── DATA PROVIDED ──

use super::models::{LogLevel, PlaybackMode, ReadingOrderMode, ResumeBehavior, SegmentationPolicy};

pub(crate) fn default_log_level() -> LogLevel {
    LogLevel::Info
}

pub(crate) fn default_min_ocr_width() -> u32 {
    1600
}

pub(crate) fn default_max_pixels() -> u64 {
    45_000_000
}

pub(crate) fn default_max_width() -> u32 {
    4096
}

pub(crate) fn default_max_height() -> u32 {
    65_000
}

pub(crate) fn default_max_decode_bytes() -> u64 {
    512 * 1024 * 1024
}

pub(crate) fn default_segmentation_policy() -> SegmentationPolicy {
    SegmentationPolicy::Viewport
}

pub(crate) fn default_tall_aspect_threshold() -> f32 {
    3.0
}

pub(crate) fn default_chunk_height() -> u32 {
    2000
}

pub(crate) fn default_chunk_overlap() -> u32 {
    300
}

pub(crate) fn default_whitespace_brightness() -> u8 {
    240
}

pub(crate) fn default_scan_stride() -> u32 {
    4
}

pub(crate) fn default_min_gap_height() -> u32 {
    40
}

pub(crate) fn default_min_panel_height() -> u32 {
    150
}

pub(crate) fn default_min_chars() -> usize {
    3
}

pub(crate) fn default_webtoon_aspect() -> f32 {
    3.0
}

pub(crate) fn default_webtoon_min_area_ratio() -> f32 {
    0.0001
}

pub(crate) fn default_page_min_area_ratio() -> f32 {
    0.003
}

pub(crate) fn default_page_aspect_band() -> (f32, f32) {
    (0.5, 15.0)
}

pub(crate) fn default_webtoon_aspect_band() -> (f32, f32) {
    (0.15, 25.0)
}

pub(crate) fn default_male_aspect_above() -> f32 {
    0.85
}

pub(crate) fn default_female_aspect_below() -> f32 {
    0.75
}

pub(crate) fn default_smile_threshold() -> f32 {
    0.7
}

pub(crate) fn default_reading_order_mode() -> ReadingOrderMode {
    ReadingOrderMode::TopToBottom
}

pub(crate) fn default_row_height() -> u32 {
    200
}

pub(crate) fn default_playback_mode() -> PlaybackMode {
    PlaybackMode::Continuous
}

pub(crate) fn default_viewport_height() -> u32 {
    1000
}

pub(crate) fn default_settle_delay_ms() -> u64 {
    400
}

pub(crate) fn default_inter_page_pause_ms() -> u64 {
    800
}

pub(crate) fn default_center_spoken_bubble() -> bool {
    true
}

pub(crate) fn default_resume_behavior() -> ResumeBehavior {
    ResumeBehavior::ResumeIfAutoPaused
}

pub(crate) fn default_preview_chars() -> usize {
    40
}

pub(crate) fn default_tts_command() -> String {
    "espeak-ng".to_string()
}

pub(crate) fn default_tts_pitch() -> f32 {
    1.0
}

pub(crate) fn default_tts_rate() -> f32 {
    1.0
}

pub(crate) fn default_pdf_converter() -> String {
    "pdftoppm".to_string()
}

pub(crate) fn default_pdf_dpi() -> u32 {
    150
}

pub(crate) fn default_cache_enabled() -> bool {
    true
}

pub(crate) fn default_cache_dir() -> String {
    ".cache".to_string()
}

───

WHAT YOU HAVE TO DO => Which lines in the records contain the word "SegmentationPolicy"? Copy each one.

SOLUTION TO THIS EXERCISE =>
use super::models::{LogLevel, PlaybackMode, ReadingOrderMode, ResumeBehavior, SegmentationPolicy};
pub(crate) fn default_segmentation_policy() -> SegmentationPolicy {
    SegmentationPolicy::Viewport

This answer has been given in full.